Additionally, there is the possibility of a second offering to further bolster balances if necessary, according to Harteveldt.

Going public also places a burden on GBT: It must report to stockholders quarterly, and its business performance becomes public record. It will also become subject to the whims of the market, Harteveldt said.

An appetite for M&A

GBT’s plans to become a publicly traded company are subject to regulatory approvals. The transaction has been structured as a special-purpose acquisition company (SPAC) merger, meaning it will likely be subject to less regulatory oversight initially than a traditional IPO. It will also likely take less time to close the deal, which GBT forecasts will happen in the first half of 2022.

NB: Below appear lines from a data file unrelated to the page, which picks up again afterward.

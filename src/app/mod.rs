use std::sync::Arc;
use std::sync::mpsc::{self, Receiver, TryRecvError};
use std::thread;
use std::time::Duration;

use eframe::egui::{self, Context};
use log::{error, info, warn};

use crate::config::Config;
use crate::knowledge::{ConceptDetail, ConceptId, KnowledgeApi};

mod extraction;
#[cfg(test)]
mod fake_api;
mod graph;
mod model;
mod physics;
mod render_utils;
mod scheduler;
mod ui;

use extraction::{ExtractionPolicy, ExtractionTask};
use model::{GraphModel, Placement};
use scheduler::AnimationScheduler;

type LoadResult = Result<GraphModel, String>;
type DetailResult = (ConceptId, Result<ConceptDetail, String>);

pub struct ConceptGraphApp {
    config: Config,
    api: Arc<dyn KnowledgeApi>,
    state: AppState,
    reload_rx: Option<Receiver<LoadResult>>,
    pending_reload: bool,
    extraction: Option<ExtractionTask>,
    extraction_error: Option<String>,
}

enum AppState {
    Loading { rx: Receiver<LoadResult> },
    Ready(Box<ViewModel>),
    Empty,
    Error(String),
}

struct ViewModel {
    api: Arc<dyn KnowledgeApi>,
    model: GraphModel,
    placement: Placement,
    scheduler: AnimationScheduler,
    selected: Option<ConceptId>,
    detail: DetailState,
    detail_rx: Option<Receiver<DetailResult>>,
}

enum DetailState {
    Idle,
    Loading,
    Loaded(Box<ConceptDetail>),
    Failed(String),
}

impl ConceptGraphApp {
    pub fn new(
        _cc: &eframe::CreationContext<'_>,
        config: Config,
        api: Arc<dyn KnowledgeApi>,
    ) -> Self {
        let state = Self::start_load(Arc::clone(&api), config.graph_limit);
        Self {
            config,
            api,
            state,
            reload_rx: None,
            pending_reload: false,
            extraction: None,
            extraction_error: None,
        }
    }

    fn spawn_load(api: Arc<dyn KnowledgeApi>, limit: usize) -> Receiver<LoadResult> {
        let (tx, rx) = mpsc::channel();

        thread::spawn(move || {
            let result = GraphModel::load(api.as_ref(), limit).map_err(|error| {
                error!("failed to load knowledge graph: {error}");
                error.to_string()
            });
            let _ = tx.send(result);
        });

        rx
    }

    fn start_load(api: Arc<dyn KnowledgeApi>, limit: usize) -> AppState {
        AppState::Loading {
            rx: Self::spawn_load(api, limit),
        }
    }

    fn placement(&self) -> Placement {
        match self.config.placement_seed {
            Some(seed) => Placement::Seeded(seed),
            None => Placement::Entropy,
        }
    }

    fn loaded_state(&self, result: LoadResult) -> AppState {
        match result {
            Ok(model) if model.is_empty() => {
                info!("knowledge graph is empty");
                AppState::Empty
            }
            Ok(model) => AppState::Ready(Box::new(ViewModel::new(
                Arc::clone(&self.api),
                model,
                self.placement(),
            ))),
            Err(error) => AppState::Error(error),
        }
    }

    fn start_extraction(&mut self) {
        if self.extraction.is_some() {
            return;
        }

        info!(
            "starting bulk concept extraction for up to {} reports",
            self.config.extract_limit
        );
        self.extraction_error = None;
        self.extraction = Some(ExtractionTask::spawn(
            Arc::clone(&self.api),
            self.config.extract_limit,
            ExtractionPolicy::default(),
        ));
    }

    fn poll_extraction(&mut self) -> bool {
        let Some(task) = self.extraction.as_mut() else {
            return false;
        };

        match task.poll() {
            None => false,
            Some(Ok(())) => {
                info!("concept extraction finished; reloading graph");
                self.extraction = None;
                true
            }
            Some(Err(message)) => {
                warn!("concept extraction failed: {message}");
                self.extraction = None;
                self.extraction_error = Some(message);
                false
            }
        }
    }

    /// Records a reload request and polls the reload in flight, if any.
    /// Returns the next state once that reload has finished.
    fn poll_reload(&mut self, reload_requested: bool) -> Option<AppState> {
        self.pending_reload |= reload_requested;

        let rx = self.reload_rx.take()?;
        match rx.try_recv() {
            Ok(result) => Some(self.loaded_state(result)),
            Err(TryRecvError::Empty) => {
                self.reload_rx = Some(rx);
                None
            }
            Err(TryRecvError::Disconnected) => Some(AppState::Error(
                "Background load worker disconnected".to_owned(),
            )),
        }
    }

    /// Installs the next state, then starts a requested reload once no other
    /// load is in flight. A request that arrives mid-load is held until that
    /// load has finished.
    fn finish_frame(&mut self, transition: Option<AppState>) {
        if let Some(next_state) = transition {
            if let AppState::Ready(model) = &mut self.state {
                model.scheduler.cancel();
            }
            self.reload_rx = None;
            self.state = next_state;
        }

        let loading = matches!(self.state, AppState::Loading { .. });
        if self.pending_reload && !loading && self.reload_rx.is_none() {
            info!("reloading knowledge graph");
            self.pending_reload = false;
            self.reload_rx = Some(Self::spawn_load(
                Arc::clone(&self.api),
                self.config.graph_limit,
            ));
        }
    }

    fn is_busy(&self) -> bool {
        self.extraction.is_some()
            || self.pending_reload
            || self.reload_rx.is_some()
            || matches!(self.state, AppState::Loading { .. })
    }
}

impl eframe::App for ConceptGraphApp {
    fn update(&mut self, ctx: &Context, _frame: &mut eframe::Frame) {
        let mut reload_requested = self.poll_extraction();
        let top_bar = self.draw_top_bar(ctx);
        let mut extract_requested = top_bar.extract;
        reload_requested |= top_bar.reload;

        let mut transition = None;
        let mut finished_load = None;

        match &mut self.state {
            AppState::Loading { rx } => {
                match rx.try_recv() {
                    Ok(result) => finished_load = Some(result),
                    Err(TryRecvError::Empty) => {}
                    Err(TryRecvError::Disconnected) => {
                        transition = Some(AppState::Error(
                            "Background load worker disconnected".to_owned(),
                        ));
                    }
                }

                egui::CentralPanel::default().show(ctx, |ui| {
                    ui.vertical_centered(|ui| {
                        ui.add_space(120.0);
                        ui.heading("Loading knowledge graph...");
                        ui.add_space(8.0);
                        ui.spinner();
                    });
                });
            }
            AppState::Empty => {
                let is_extracting = self.extraction.is_some();
                egui::CentralPanel::default().show(ctx, |ui| {
                    if Self::draw_empty_state(ui, is_extracting) {
                        extract_requested = true;
                    }
                });
            }
            AppState::Error(error) => {
                let mut retry = false;
                egui::CentralPanel::default().show(ctx, |ui| {
                    retry = Self::draw_error_state(ui, error);
                });
                if retry {
                    transition = Some(Self::start_load(
                        Arc::clone(&self.api),
                        self.config.graph_limit,
                    ));
                }
            }
            AppState::Ready(model) => {
                model.show(ctx, self.reload_rx.is_some());
            }
        }

        if let Some(result) = finished_load {
            transition = Some(self.loaded_state(result));
        }

        if extract_requested {
            self.start_extraction();
        }

        if let Some(next_state) = self.poll_reload(reload_requested) {
            transition = Some(next_state);
        }
        self.finish_frame(transition);

        if self.is_busy() {
            ctx.request_repaint_after(Duration::from_millis(100));
        }
    }
}

#[cfg(test)]
mod tests {
    use super::*;
    use crate::app::fake_api::FakeKnowledgeApi;
    use crate::app::model::test_support::{graph, node};
    use crate::knowledge::{ExtractionAck, JobStatus};

    fn config(seed: Option<u64>) -> Config {
        Config {
            api_url: "http://localhost:8000/api".to_owned(),
            graph_limit: 150,
            extract_limit: 50,
            placement_seed: seed,
            request_timeout: Duration::from_secs(1),
        }
    }

    fn app(api: FakeKnowledgeApi, seed: Option<u64>) -> ConceptGraphApp {
        let api: Arc<dyn KnowledgeApi> = Arc::new(api);
        ConceptGraphApp {
            state: AppState::Empty,
            config: config(seed),
            api,
            reload_rx: None,
            pending_reload: false,
            extraction: None,
            extraction_error: None,
        }
    }

    fn wait_for_load(rx: Receiver<LoadResult>) -> LoadResult {
        rx.recv_timeout(Duration::from_secs(5))
            .expect("load worker answered")
    }

    #[test]
    fn load_error_is_distinct_from_empty_graph() {
        let failing = app(FakeKnowledgeApi::default(), None);
        let result = wait_for_load(ConceptGraphApp::spawn_load(Arc::clone(&failing.api), 150));
        assert!(matches!(failing.loaded_state(result), AppState::Error(message) if message.contains("503")));

        let empty = app(FakeKnowledgeApi::default().with_graph(graph(vec![], vec![])), None);
        let result = wait_for_load(ConceptGraphApp::spawn_load(Arc::clone(&empty.api), 150));
        assert!(matches!(empty.loaded_state(result), AppState::Empty));
    }

    #[test]
    fn non_empty_graph_becomes_ready_with_configured_seed() {
        let ready = app(
            FakeKnowledgeApi::default().with_graph(graph(vec![node(1, 0), node(2, 1)], vec![])),
            Some(9),
        );
        let result = wait_for_load(ConceptGraphApp::spawn_load(Arc::clone(&ready.api), 150));

        match ready.loaded_state(result) {
            AppState::Ready(view) => {
                assert_eq!(view.placement, Placement::Seeded(9));
                assert_eq!(view.model.nodes().len(), 2);
                assert!(view.selected.is_none());
            }
            _ => panic!("expected ready state"),
        }
    }

    #[test]
    fn failed_extraction_keeps_message_and_skips_reload() {
        let mut app = app(FakeKnowledgeApi::default(), None);
        app.start_extraction();

        let deadline = std::time::Instant::now() + Duration::from_secs(5);
        let mut reload = false;
        while app.extraction.is_some() {
            reload |= app.poll_extraction();
            assert!(std::time::Instant::now() < deadline);
            thread::sleep(Duration::from_millis(5));
        }

        assert!(!reload);
        assert!(app.extraction_error.is_some());
    }

    fn finish_extraction(app: &mut ConceptGraphApp) -> bool {
        let deadline = std::time::Instant::now() + Duration::from_secs(5);
        let mut reload = false;
        while app.extraction.is_some() {
            reload |= app.poll_extraction();
            assert!(std::time::Instant::now() < deadline);
            thread::sleep(Duration::from_millis(5));
        }
        reload
    }

    #[test]
    fn completed_extraction_reloads_after_stale_load_finishes() {
        let mut app = app(
            FakeKnowledgeApi::default()
                .with_graph(graph(vec![node(1, 0), node(2, 0)], vec![]))
                .with_ack(Ok(ExtractionAck {
                    message: "queued".to_owned(),
                    job_id: Some("job-7".to_owned()),
                }))
                .with_job(JobStatus::Completed, None),
            Some(1),
        );
        let (stale_tx, stale_rx) = mpsc::channel();
        app.reload_rx = Some(stale_rx);

        app.extraction = Some(ExtractionTask::spawn(
            Arc::clone(&app.api),
            5,
            ExtractionPolicy {
                poll_interval: Duration::ZERO,
                fallback_delay: Duration::ZERO,
                max_polls: 3,
            },
        ));
        assert!(finish_extraction(&mut app));

        let next = app.poll_reload(true);
        assert!(next.is_none());
        app.finish_frame(next);
        assert!(app.pending_reload);
        assert!(app.is_busy());

        stale_tx
            .send(Ok(GraphModel::from_graph(graph(vec![], vec![]))))
            .unwrap();
        let next = app.poll_reload(false);
        assert!(matches!(next, Some(AppState::Empty)));
        app.finish_frame(next);

        assert!(matches!(app.state, AppState::Empty));
        assert!(!app.pending_reload);
        let fresh = app.reload_rx.take().expect("second load spawned");
        let model = wait_for_load(fresh).unwrap();
        assert_eq!(model.nodes().len(), 2);
    }

    #[test]
    fn reload_requested_during_initial_load_waits_for_it() {
        let mut app = app(
            FakeKnowledgeApi::default().with_graph(graph(vec![node(1, 0)], vec![])),
            None,
        );
        let (_initial_tx, initial_rx) = mpsc::channel();
        app.state = AppState::Loading { rx: initial_rx };

        let next = app.poll_reload(true);
        app.finish_frame(next);
        assert!(app.reload_rx.is_none());
        assert!(app.pending_reload);

        let loaded = GraphModel::from_graph(graph(vec![node(1, 0)], vec![]));
        let ready = app.loaded_state(Ok(loaded));
        app.finish_frame(Some(ready));

        assert!(matches!(app.state, AppState::Ready(_)));
        assert!(!app.pending_reload);
        assert!(app.reload_rx.is_some());
    }

    #[test]
    fn idle_reload_starts_immediately() {
        let mut app = app(
            FakeKnowledgeApi::default().with_graph(graph(vec![node(3, 0)], vec![])),
            None,
        );

        let next = app.poll_reload(true);
        assert!(next.is_none());
        app.finish_frame(next);

        let rx = app.reload_rx.take().expect("reload spawned");
        assert_eq!(wait_for_load(rx).unwrap().nodes().len(), 1);
    }

}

GBT was spun off from American Express as a joint venture in 2014, jointly owned by American Express and an investor group led by Certares. Since then, GBT has made a number of notable acquisitions, including corporate travel heavyweight HRG (then the fourth-largest travel management company globally) in July 2018.

Its merger-and-acquisition activity isn’t stopping, either, according to Abbott.

He said, “We have a very robust pipeline of M&A ahead of us in an industry that is very fragmented and consolidating — and consolidating faster than it has in the past.”